The Cat In A Box

         “What happened to the cat?”

         “What cat?”

         “The cat in the box.”

         “There was no cat.”

         “But… you said that the experiment calls for a cat.”

         “It’s a hypothetical theory.”

         “So… it can’t be proved.”

         “We’ve already proven it.”

         “How have we proven it?”

         “By theorising…”

         “That’s silly.”

         “It’s science.”

         “So, you’re telling me that as a science theorist, you just need to think about a problem, make up a theory, then guess the outcome?”

         “We pose a problem, calculate it, then theorise its results…”

         “Just so you can prove if something is or is not…”

         “Or can be… but that’s the end result of many complex calculations.”

         “Like all those marathon sessions you used to hold at college?”

         “Similar, but more evolved, now.”

         “So, no more late-night, weed-smoking inspired debates about Newton, Old Albert, and Eddington?”

         “…That was college. Not partaken since.”

         “Good move. Save both your remaining brain cells for when needed.”

         “Funny… didn’t prevent me getting Doctorates in Physics, Quantum Mechanics, Chemistry, Mathematics, etc, etc.”

         “I’ve seen the work. There’s a few calculations still scribbled on the wall behind the curtains over there.”

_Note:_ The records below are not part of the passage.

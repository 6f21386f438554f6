mod bookmark_backend;
mod change_log_source;
mod record_sink;
mod snapshot_source;

pub use bookmark_backend::BookmarkBackend;
pub use change_log_source::{ChangeCursor, ChangeLogSource, WatchRequest};
pub use record_sink::RecordSink;
pub use snapshot_source::{DocumentCursor, SnapshotSource};
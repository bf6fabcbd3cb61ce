use wasm_bindgen::closure::Closure;
use wasm_bindgen::{JsCast, JsValue};
use web_sys::{js_sys, window, Event, EventTarget, HtmlElement, KeyboardEvent, ScrollBehavior, ScrollToOptions};
use yew::NodeRef;

/// Event listener that unregisters itself when dropped.
pub struct EventListener {
    target: EventTarget,
    event: &'static str,
    callback: Closure<dyn FnMut(Event)>,
}

impl EventListener {
    pub fn new<F>(target: &EventTarget, event: &'static str, handler: F) -> Option<Self>
    where
        F: FnMut(Event) + 'static,
    {
        let callback = Closure::<dyn FnMut(Event)>::new(handler);
        match target.add_event_listener_with_callback(event, callback.as_ref().unchecked_ref()) {
            Ok(()) => Some(Self {
                target: target.clone(),
                event,
                callback,
            }),
            Err(e) => {
                log::error!("Failed to register {} listener: {:?}", event, e);
                None
            }
        }
    }
}

impl Drop for EventListener {
    fn drop(&mut self) {
        let _ = self
            .target
            .remove_event_listener_with_callback(self.event, self.callback.as_ref().unchecked_ref());
    }
}

/// Listens for Escape on the whole document.
pub fn on_escape<F>(mut handler: F) -> Option<EventListener>
where
    F: FnMut() + 'static,
{
    let document = window()?.document()?;
    EventListener::new(&document, "keydown", move |e: Event| {
        if is_escape(&e) {
            handler();
        }
    })
}

pub fn is_escape(event: &Event) -> bool {
    event
        .dyn_ref::<KeyboardEvent>()
        .map(|k| k.key() == "Escape")
        .unwrap_or(false)
}

pub fn now_ms() -> f64 {
    js_sys::Date::now()
}

pub fn scroll_y() -> f64 {
    window().and_then(|w| w.scroll_y().ok()).unwrap_or(0.0)
}

pub fn prefers_reduced_motion() -> bool {
    window()
        .and_then(|w| w.match_media("(prefers-reduced-motion: reduce)").ok().flatten())
        .map(|mql| mql.matches())
        .unwrap_or(false)
}

pub fn supports_intersection_observer() -> bool {
    window()
        .map(|w| js_sys::Reflect::has(&w, &JsValue::from_str("IntersectionObserver")).unwrap_or(false))
        .unwrap_or(false)
}

/// Writes the body's `overflow` style. Callers go through
/// `scroll_lock::set_scroll_locked` so several holders can share it.
pub(crate) fn set_body_overflow_hidden(locked: bool) {
    let Some(body) = window().and_then(|w| w.document()).and_then(|d| d.body()) else {
        return;
    };
    let style = body.style();
    let result = if locked {
        style.set_property("overflow", "hidden")
    } else {
        style.remove_property("overflow").map(|_| ())
    };
    if let Err(e) = result {
        log::warn!("Failed to update body overflow: {:?}", e);
    }
}

pub fn focus(node: &NodeRef) {
    if let Some(element) = node.cast::<HtmlElement>() {
        if let Err(e) = element.focus() {
            log::warn!("Failed to move focus: {:?}", e);
        }
    }
}

/// Returns the section id for an in-page link, `None` for anything else.
pub fn section_id(href: &str) -> Option<&str> {
    href.strip_prefix('#').filter(|id| !id.is_empty())
}

/// Where the window should land so the section clears the fixed header.
pub fn scroll_target_top(section_offset_top: f64, header_offset: f64) -> f64 {
    (section_offset_top - header_offset).max(0.0)
}

pub fn scroll_behavior(reduced_motion: bool) -> ScrollBehavior {
    if reduced_motion {
        ScrollBehavior::Instant
    } else {
        ScrollBehavior::Smooth
    }
}

/// Scrolls to the section named by `href` and records it in the address bar
/// without navigating. Returns false when no such section exists.
pub fn scroll_to_section(href: &str, header_offset: f64) -> bool {
    let Some(id) = section_id(href) else {
        return false;
    };
    let Some(window) = window() else {
        return false;
    };
    let Some(section) = window
        .document()
        .and_then(|d| d.get_element_by_id(id))
        .and_then(|el| el.dyn_into::<HtmlElement>().ok())
    else {
        log::warn!("No section found for {}", href);
        return false;
    };

    let options = ScrollToOptions::new();
    options.set_top(scroll_target_top(section.offset_top() as f64, header_offset));
    options.set_behavior(scroll_behavior(prefers_reduced_motion()));
    window.scroll_to_with_scroll_to_options(&options);

    if let Ok(history) = window.history() {
        if let Err(e) = history.push_state_with_url(&JsValue::NULL, "", Some(href)) {
            log::warn!("Failed to update history: {:?}", e);
        }
    }
    true
}

#[cfg(test)]
mod tests {
    use super::*;

    #[test]
    fn only_fragment_links_have_a_section() {
        assert_eq!(section_id("#projetos"), Some("projetos"));
        assert_eq!(section_id("#"), None);
        assert_eq!(section_id("https://github.com"), None);
        assert_eq!(section_id("/about"), None);
    }

    #[test]
    fn target_subtracts_header_offset() {
        assert_eq!(scroll_target_top(900.0, 80.0), 820.0);
        assert_eq!(scroll_target_top(30.0, 80.0), 0.0);
    }

    #[test]
    fn reduced_motion_scrolls_instantly() {
        assert_eq!(scroll_behavior(true), ScrollBehavior::Instant);
        assert_eq!(scroll_behavior(false), ScrollBehavior::Smooth);
    }
}
use yew::prelude::*;

use super::models::{FocusReturn, ModalAction, ModalState};
use super::{use_escape, use_modal_projection};
use crate::utils::scroll_lock::LockHolder;

#[derive(Properties, PartialEq)]
pub struct InfoModalProps {
    pub badge_label: AttrValue,
    pub title: AttrValue,
    #[prop_or_default]
    pub children: Children,
}

/// Badge that opens a static informational overlay.
///
/// Unlike the project overlay, closing hands focus back to the badge.
#[function_component]
pub fn InfoModal(props: &InfoModalProps) -> Html {
    let state = use_reducer(ModalState::default);
    let badge_ref = use_node_ref();
    let close_ref = use_node_ref();

    use_modal_projection(
        *state,
        close_ref.clone(),
        badge_ref.clone(),
        FocusReturn::Trigger,
        LockHolder::InfoModal,
    );

    {
        let state = state.clone();
        use_escape(Callback::from(move |_| state.dispatch(ModalAction::Escape)));
    }

    let on_open = {
        let state = state.clone();
        Callback::from(move |_: MouseEvent| state.dispatch(ModalAction::Open))
    };
    let on_close = {
        let state = state.clone();
        Callback::from(move |_: MouseEvent| state.dispatch(ModalAction::Close))
    };

    html! {
        <>
            <button
                id="infoBadge"
                class="info-badge"
                type="button"
                ref={badge_ref}
                aria-haspopup="dialog"
                onclick={on_open}
            >
                {props.badge_label.clone()}
            </button>
            <div
                id="infoModal"
                class="modal"
                role="dialog"
                aria-modal="true"
                aria-labelledby="infoModalTitle"
                aria-hidden={state.aria_hidden()}
            >
                <div class="modal-overlay" onclick={on_close.clone()}></div>
                <div class="modal-content">
                    <button
                        class="modal-close"
                        type="button"
                        aria-label="Fechar"
                        ref={close_ref}
                        onclick={on_close}
                    >
                        {"×"}
                    </button>
                    <h3 id="infoModalTitle" class="modal-title">{props.title.clone()}</h3>
                    <div class="modal-body">
                        { for props.children.iter() }
                    </div>
                </div>
            </div>
        </>
    }
}
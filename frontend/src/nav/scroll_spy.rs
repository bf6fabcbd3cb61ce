use wasm_bindgen::closure::Closure;
use wasm_bindgen::{JsCast, JsValue};
use web_sys::{js_sys, window, IntersectionObserver, IntersectionObserverEntry, IntersectionObserverInit};
use yew::Callback;

use crate::utils::dom;

/// A section counts as current while it crosses the band between 20% and
/// 30% from the top of the viewport.
const SPY_ROOT_MARGIN: &str = "-20% 0px -70% 0px";

pub struct ScrollSpyHandle {
    observer: IntersectionObserver,
    _callback: Closure<dyn FnMut(js_sys::Array, IntersectionObserver)>,
}

impl Drop for ScrollSpyHandle {
    fn drop(&mut self) {
        self.observer.disconnect();
    }
}

/// Observes the sections named by `section_ids` and reports each one that
/// enters the band. Entries are reported in delivery order, so the last
/// intersecting section of a batch ends up active.
pub fn attach(section_ids: &[String], on_enter: Callback<String>) -> Option<ScrollSpyHandle> {
    if !dom::supports_intersection_observer() {
        return None;
    }
    let document = window()?.document()?;
    let sections: Vec<_> = section_ids
        .iter()
        .filter_map(|id| document.get_element_by_id(id))
        .collect();
    if sections.is_empty() {
        return None;
    }

    let callback = Closure::<dyn FnMut(js_sys::Array, IntersectionObserver)>::new(
        move |entries: js_sys::Array, _observer: IntersectionObserver| {
            for entry in entries.iter() {
                let Ok(entry) = entry.dyn_into::<IntersectionObserverEntry>() else {
                    continue;
                };
                if entry.is_intersecting() {
                    on_enter.emit(entry.target().id());
                }
            }
        },
    );

    let init = IntersectionObserverInit::new();
    init.set_root_margin(SPY_ROOT_MARGIN);
    init.set_threshold(&JsValue::from_f64(0.0));

    let observer = match IntersectionObserver::new_with_options(callback.as_ref().unchecked_ref(), &init) {
        Ok(observer) => observer,
        Err(e) => {
            log::error!("Failed to start scroll spy: {:?}", e);
            return None;
        }
    };
    for section in &sections {
        observer.observe(section);
    }

    Some(ScrollSpyHandle {
        observer,
        _callback: callback,
    })
}
use std::fmt;
use std::rc::Rc;

use serde::Deserialize;
use yew::Reducible;

use crate::modal::models::{ModalAction, ModalState};

pub const FEED_ERROR_MESSAGE: &str =
    "Não foi possível carregar os projetos. Tente novamente mais tarde.";

/// Feed ids are opaque: any JSON number or string is accepted.
#[derive(Deserialize, Clone, Debug, PartialEq, Eq)]
#[serde(untagged)]
pub enum ProjectId {
    Number(serde_json::Number),
    Text(String),
}

impl fmt::Display for ProjectId {
    fn fmt(&self, f: &mut fmt::Formatter<'_>) -> fmt::Result {
        match self {
            ProjectId::Number(n) => write!(f, "{}", n),
            ProjectId::Text(s) => f.write_str(s),
        }
    }
}

#[derive(Deserialize, Clone, Debug, PartialEq)]
pub struct Project {
    pub id: ProjectId,
    pub title: String,
    pub short: String,
    pub details: String,
    #[serde(default)]
    pub tech: Vec<String>,
    pub image: Option<String>,
    pub features: Option<Vec<String>>,
    pub github: Option<String>,
    pub demo: Option<String>,
}

impl Project {
    pub fn image_or<'a>(&'a self, fallback: &'a str) -> &'a str {
        self.image.as_deref().filter(|s| !s.is_empty()).unwrap_or(fallback)
    }
}

#[derive(Clone, Debug, PartialEq)]
pub enum Feed {
    Loading,
    Ready(Rc<[Project]>),
    Failed,
}

#[derive(Clone, Debug, PartialEq)]
pub enum GalleryAction {
    Loaded(Vec<Project>),
    Failed,
    Open(usize),
    Close,
    Escape,
}

#[derive(Clone, Debug, PartialEq)]
pub struct GalleryState {
    pub feed: Feed,
    pub modal: ModalState,
    selected: Option<usize>,
}

impl Default for GalleryState {
    fn default() -> Self {
        Self {
            feed: Feed::Loading,
            modal: ModalState::default(),
            selected: None,
        }
    }
}

impl GalleryState {
    pub fn apply(&mut self, action: GalleryAction) {
        match action {
            GalleryAction::Loaded(projects) => {
                self.feed = Feed::Ready(projects.into());
                self.selected = None;
            }
            GalleryAction::Failed => {
                self.feed = Feed::Failed;
                self.selected = None;
            }
            GalleryAction::Open(index) => {
                if index < self.cards().len() {
                    self.selected = Some(index);
                    self.modal.apply(ModalAction::Open);
                }
            }
            GalleryAction::Close => self.modal.apply(ModalAction::Close),
            GalleryAction::Escape => self.modal.apply(ModalAction::Escape),
        }
    }

    /// Projects in feed order; empty while loading or after a failure.
    pub fn cards(&self) -> &[Project] {
        match &self.feed {
            Feed::Ready(projects) => &projects[..],
            Feed::Loading | Feed::Failed => &[],
        }
    }

    /// The project shown in the overlay. Content stays in place while the
    /// overlay animates closed.
    pub fn selected(&self) -> Option<&Project> {
        self.selected.and_then(|i| self.cards().get(i))
    }

    pub fn error_message(&self) -> Option<&'static str> {
        match self.feed {
            Feed::Failed => Some(FEED_ERROR_MESSAGE),
            _ => None,
        }
    }
}

impl Reducible for GalleryState {
    type Action = GalleryAction;

    fn reduce(self: Rc<Self>, action: Self::Action) -> Rc<Self> {
        let mut next = (*self).clone();
        next.apply(action);
        if next == *self {
            self
        } else {
            Rc::new(next)
        }
    }
}
use std::collections::BTreeMap;
use std::rc::Rc;

use once_cell::sync::Lazy;
use regex::Regex;
use serde::Serialize;
use yew::Reducible;

pub const FORM_INVALID_MESSAGE: &str = "Por favor, corrija os erros no formulário";
pub const SUCCESS_MESSAGE: &str = "✓ Mensagem enviada com sucesso! Entrarei em contato em breve.";
pub const FAILURE_MESSAGE: &str = "✗ Erro ao enviar mensagem. Tente novamente mais tarde.";
pub const DEV_MODE_MESSAGE: &str =
    "⚠ Modo de desenvolvimento: Mensagem não enviada. Configure o endpoint.";

pub const MESSAGE_MIN_CHARS: usize = 10;

static EMAIL_RE: Lazy<Regex> = Lazy::new(|| Regex::new(r"^[^\s@]+@[^\s@]+\.[^\s@]+$").unwrap());

#[derive(Clone, Copy, Debug, PartialEq, Eq)]
pub enum FieldKind {
    Text,
    Email,
    TextArea,
}

#[derive(Clone, Copy, Debug, PartialEq, Eq)]
pub struct FieldSpec {
    pub name: &'static str,
    pub label: &'static str,
    pub kind: FieldKind,
    pub required: bool,
}

pub const CONTACT_FIELDS: &[FieldSpec] = &[
    FieldSpec {
        name: "name",
        label: "Nome",
        kind: FieldKind::Text,
        required: true,
    },
    FieldSpec {
        name: "email",
        label: "Email",
        kind: FieldKind::Email,
        required: true,
    },
    FieldSpec {
        name: "subject",
        label: "Assunto",
        kind: FieldKind::Text,
        required: false,
    },
    FieldSpec {
        name: "message",
        label: "Mensagem",
        kind: FieldKind::TextArea,
        required: true,
    },
];

#[derive(Clone, Copy, Debug, PartialEq, Eq)]
pub enum FieldError {
    Required,
    InvalidEmail,
    TooShort,
}

impl FieldError {
    pub fn message(&self) -> &'static str {
        match self {
            FieldError::Required => "Este campo é obrigatório",
            FieldError::InvalidEmail => "Por favor, insira um email válido",
            FieldError::TooShort => "A mensagem deve ter pelo menos 10 caracteres",
        }
    }
}

pub fn is_valid_email(value: &str) -> bool {
    EMAIL_RE.is_match(value)
}

/// Checks run in order: presence, email shape, message length.
pub fn validate_field(spec: &FieldSpec, value: &str) -> Result<(), FieldError> {
    let trimmed = value.trim();
    if trimmed.is_empty() {
        return if spec.required {
            Err(FieldError::Required)
        } else {
            Ok(())
        };
    }
    if spec.kind == FieldKind::Email && !is_valid_email(value) {
        return Err(FieldError::InvalidEmail);
    }
    if spec.name == "message" && trimmed.chars().count() < MESSAGE_MIN_CHARS {
        return Err(FieldError::TooShort);
    }
    Ok(())
}

/// Field name to value, serialized as the JSON request body.
#[derive(Serialize, Clone, Debug, Default, PartialEq, Eq)]
#[serde(transparent)]
pub struct FormSubmission(pub BTreeMap<String, String>);

#[derive(Clone, Debug, PartialEq, Eq)]
pub enum Submission {
    Rejected,
    DevMode(FormSubmission),
    Post {
        endpoint: String,
        payload: FormSubmission,
    },
}

#[derive(Clone, Copy, Debug, PartialEq, Eq)]
pub enum StatusKind {
    Success,
    Error,
}

impl StatusKind {
    pub fn class(&self) -> &'static str {
        match self {
            StatusKind::Success => "success",
            StatusKind::Error => "error",
        }
    }
}

#[derive(Clone, Copy, Debug, PartialEq, Eq)]
pub struct FormStatus {
    pub kind: StatusKind,
    pub message: &'static str,
}

#[derive(Clone, Debug, Default, PartialEq, Eq)]
pub struct FieldState {
    pub value: String,
    pub error: Option<FieldError>,
}

#[derive(Clone, Debug, PartialEq)]
pub enum FormAction {
    Input { index: usize, value: String },
    Blur(usize),
    SubmitAttempted,
    Succeeded,
    Failed,
    DevModeAccepted,
    Reset,
    StatusExpired(u32),
}

#[derive(Clone, Debug, PartialEq)]
pub struct FormState {
    pub specs: &'static [FieldSpec],
    pub fields: Vec<FieldState>,
    pub status: Option<FormStatus>,
    /// Bumped whenever a status is shown so stale timers can be told apart.
    pub status_generation: u32,
}

impl FormState {
    pub fn new(specs: &'static [FieldSpec]) -> Self {
        Self {
            specs,
            fields: vec![FieldState::default(); specs.len()],
            status: None,
            status_generation: 0,
        }
    }

    pub fn index_of(&self, name: &str) -> Option<usize> {
        self.specs.iter().position(|s| s.name == name)
    }

    fn validate_at(&mut self, index: usize) -> bool {
        let (Some(spec), Some(field)) = (self.specs.get(index), self.fields.get_mut(index)) else {
            return true;
        };
        field.error = validate_field(spec, &field.value).err();
        field.error.is_none()
    }

    fn show_status(&mut self, kind: StatusKind, message: &'static str) {
        self.status = Some(FormStatus { kind, message });
        self.status_generation += 1;
    }

    fn reset_fields(&mut self) {
        for field in &mut self.fields {
            *field = FieldState::default();
        }
    }

    fn required_fields_valid(&self) -> bool {
        self.specs
            .iter()
            .zip(&self.fields)
            .filter(|(spec, _)| spec.required)
            .all(|(spec, field)| validate_field(spec, &field.value).is_ok())
    }

    pub fn apply(&mut self, action: FormAction) {
        match action {
            FormAction::Input { index, value } => {
                let Some(field) = self.fields.get_mut(index) else {
                    return;
                };
                field.value = value;
                if field.error.is_some() {
                    self.validate_at(index);
                }
            }
            FormAction::Blur(index) => {
                self.validate_at(index);
            }
            FormAction::SubmitAttempted => {
                let required: Vec<usize> = (0..self.specs.len())
                    .filter(|&i| self.specs[i].required)
                    .collect();
                let mut valid = true;
                for index in required {
                    valid &= self.validate_at(index);
                }
                if !valid {
                    self.show_status(StatusKind::Error, FORM_INVALID_MESSAGE);
                }
            }
            FormAction::Succeeded => {
                self.show_status(StatusKind::Success, SUCCESS_MESSAGE);
                self.reset_fields();
            }
            FormAction::Failed => self.show_status(StatusKind::Error, FAILURE_MESSAGE),
            FormAction::DevModeAccepted => self.show_status(StatusKind::Success, DEV_MODE_MESSAGE),
            FormAction::Reset => self.reset_fields(),
            FormAction::StatusExpired(generation) => {
                let expired = generation == self.status_generation
                    && self.status.map(|s| s.kind) == Some(StatusKind::Success);
                if expired {
                    self.status = None;
                }
            }
        }
    }

    /// Decides what a submit should do, without touching any state.
    pub fn plan_submission(&self, endpoint: Option<&str>) -> Submission {
        if !self.required_fields_valid() {
            return Submission::Rejected;
        }
        let payload = FormSubmission(
            self.specs
                .iter()
                .zip(&self.fields)
                .map(|(spec, field)| (spec.name.to_string(), field.value.clone()))
                .collect(),
        );
        match endpoint {
            Some(endpoint) => Submission::Post {
                endpoint: endpoint.to_string(),
                payload,
            },
            None => Submission::DevMode(payload),
        }
    }
}

impl Reducible for FormState {
    type Action = FormAction;

    fn reduce(self: Rc<Self>, action: Self::Action) -> Rc<Self> {
        let mut next = (*self).clone();
        next.apply(action);
        Rc::new(next)
    }
}

#[cfg(test)]
mod tests {
    use super::*;

    const ENDPOINT: &str = "https://forms.example.com/f/abc";

    fn form() -> FormState {
        FormState::new(CONTACT_FIELDS)
    }

    fn fill(state: &mut FormState, name: &str, value: &str) {
        let index = state.index_of(name).unwrap();
        state.apply(FormAction::Input {
            index,
            value: value.to_string(),
        });
    }

    fn valid_form() -> FormState {
        let mut state = form();
        fill(&mut state, "name", "Ana Souza");
        fill(&mut state, "email", "a@b.co");
        fill(&mut state, "message", "Gostaria de conversar sobre um projeto.");
        state
    }

    fn error_of(state: &FormState, name: &str) -> Option<FieldError> {
        state.fields[state.index_of(name).unwrap()].error
    }

    #[test]
    fn email_pattern() {
        assert!(is_valid_email("a@b.co"));
        assert!(is_valid_email("ana.souza+site@mail.example.com.br"));
        assert!(!is_valid_email("not-an-email"));
        assert!(!is_valid_email("a@b"));
        assert!(!is_valid_email("a b@c.de"));
        assert!(!is_valid_email("@b.co"));
    }

    #[test]
    fn validation_order() {
        let email = &CONTACT_FIELDS[1];
        let message = &CONTACT_FIELDS[3];
        assert_eq!(validate_field(email, "  "), Err(FieldError::Required));
        assert_eq!(validate_field(email, "nope"), Err(FieldError::InvalidEmail));
        assert_eq!(validate_field(email, "a@b.co"), Ok(()));
        assert_eq!(validate_field(message, "curta"), Err(FieldError::TooShort));
        assert_eq!(validate_field(message, "   123456789   "), Err(FieldError::TooShort));
        assert_eq!(validate_field(message, "1234567890"), Ok(()));
    }

    #[test]
    fn optional_field_may_stay_empty() {
        let subject = &CONTACT_FIELDS[2];
        assert_eq!(validate_field(subject, ""), Ok(()));
    }

    #[test]
    fn blur_marks_empty_required_field() {
        let mut state = form();
        state.apply(FormAction::Blur(0));
        assert_eq!(error_of(&state, "name"), Some(FieldError::Required));
        assert_eq!(FieldError::Required.message(), "Este campo é obrigatório");
    }

    #[test]
    fn input_revalidates_only_fields_in_error() {
        let mut state = form();
        fill(&mut state, "email", "x");
        assert_eq!(error_of(&state, "email"), None);

        state.apply(FormAction::Blur(1));
        assert_eq!(error_of(&state, "email"), Some(FieldError::InvalidEmail));

        fill(&mut state, "email", "x@y.z");
        assert_eq!(error_of(&state, "email"), None);
    }

    #[test]
    fn empty_required_field_blocks_submission() {
        let mut state = valid_form();
        fill(&mut state, "name", "");
        assert_eq!(state.plan_submission(Some(ENDPOINT)), Submission::Rejected);

        state.apply(FormAction::SubmitAttempted);
        assert_eq!(error_of(&state, "name"), Some(FieldError::Required));
        assert_eq!(
            state.status,
            Some(FormStatus {
                kind: StatusKind::Error,
                message: FORM_INVALID_MESSAGE
            })
        );
    }

    #[test]
    fn bad_email_blocks_submission() {
        let mut state = valid_form();
        fill(&mut state, "email", "not-an-email");
        assert_eq!(state.plan_submission(Some(ENDPOINT)), Submission::Rejected);
        state.apply(FormAction::SubmitAttempted);
        assert_eq!(error_of(&state, "email"), Some(FieldError::InvalidEmail));
    }

    #[test]
    fn valid_form_posts_every_field() {
        let state = valid_form();
        let Submission::Post { endpoint, payload } = state.plan_submission(Some(ENDPOINT)) else {
            panic!("expected a POST");
        };
        assert_eq!(endpoint, ENDPOINT);
        assert_eq!(payload.0.len(), 4);
        assert_eq!(payload.0["email"], "a@b.co");
        assert_eq!(payload.0["subject"], "");
        let body = serde_json::to_value(&payload).unwrap();
        assert_eq!(body["name"], "Ana Souza");
    }

    #[test]
    fn submit_attempt_on_valid_form_sets_no_status() {
        let mut state = valid_form();
        state.apply(FormAction::SubmitAttempted);
        assert!(state.status.is_none());
        assert!(state.fields.iter().all(|f| f.error.is_none()));
    }

    #[test]
    fn no_endpoint_means_dev_mode() {
        let state = valid_form();
        assert!(matches!(state.plan_submission(None), Submission::DevMode(_)));
    }

    #[test]
    fn success_clears_fields_and_status_expires() {
        let mut state = valid_form();
        state.apply(FormAction::Blur(2));
        state.apply(FormAction::Succeeded);
        assert!(state.fields.iter().all(|f| f.value.is_empty() && f.error.is_none()));
        assert_eq!(state.status.map(|s| s.kind), Some(StatusKind::Success));

        let generation = state.status_generation;
        state.apply(FormAction::StatusExpired(generation));
        assert!(state.status.is_none());
    }

    #[test]
    fn stale_expiry_does_not_clear_newer_status() {
        let mut state = valid_form();
        state.apply(FormAction::Succeeded);
        let stale = state.status_generation;
        state.apply(FormAction::DevModeAccepted);
        state.apply(FormAction::StatusExpired(stale));
        assert_eq!(state.status.map(|s| s.message), Some(DEV_MODE_MESSAGE));
    }

    #[test]
    fn error_status_does_not_expire() {
        let mut state = valid_form();
        state.apply(FormAction::Failed);
        let generation = state.status_generation;
        state.apply(FormAction::StatusExpired(generation));
        assert_eq!(state.status.map(|s| s.message), Some(FAILURE_MESSAGE));
    }

    #[test]
    fn failure_keeps_values() {
        let mut state = valid_form();
        let before: Vec<_> = state.fields.iter().map(|f| f.value.clone()).collect();
        state.apply(FormAction::Failed);
        let after: Vec<_> = state.fields.iter().map(|f| f.value.clone()).collect();
        assert_eq!(before, after);
        assert_eq!(state.status.map(|s| s.kind), Some(StatusKind::Error));
    }

    #[test]
    fn reset_clears_values_and_errors() {
        let mut state = form();
        state.apply(FormAction::SubmitAttempted);
        fill(&mut state, "name", "Ana");
        state.apply(FormAction::Reset);
        assert!(state.fields.iter().all(|f| *f == FieldState::default()));
    }
}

         “All documented now.”

         “Then get a paintbrush and cover it up…”

         “I’ve signed it, just in case I become famous.”

         “Yes, let’s sell it on eBay titled, Foundations of juvenile thought… House included… Buy it now!

         “Theorisation is part of the development process. It takes a lot of what-ifs, what-else’s, and whatnots to build on a concept.”

         “I can do that without a science degree.”

         “I don’t think so.”

         “I can prove there was no cat in that box.”

         “That’s not the theory.”

         “Ok, I can prove the cat was alive in that box.”

         “How? It’s a hypothetical problem.”

         “By opening it.”

         “But it wasn’t a real experiment.”

         “Why not?”

         “There was no cat.”

         “In theory there was.”

         “Yes, but the problem was not whether a cat was in the box or not, the challenge was what state it was in?”

         “A state of fright, most likely.”

         “Theoretically speaking, that would be a separate state.”

         “You and your theories are weird…”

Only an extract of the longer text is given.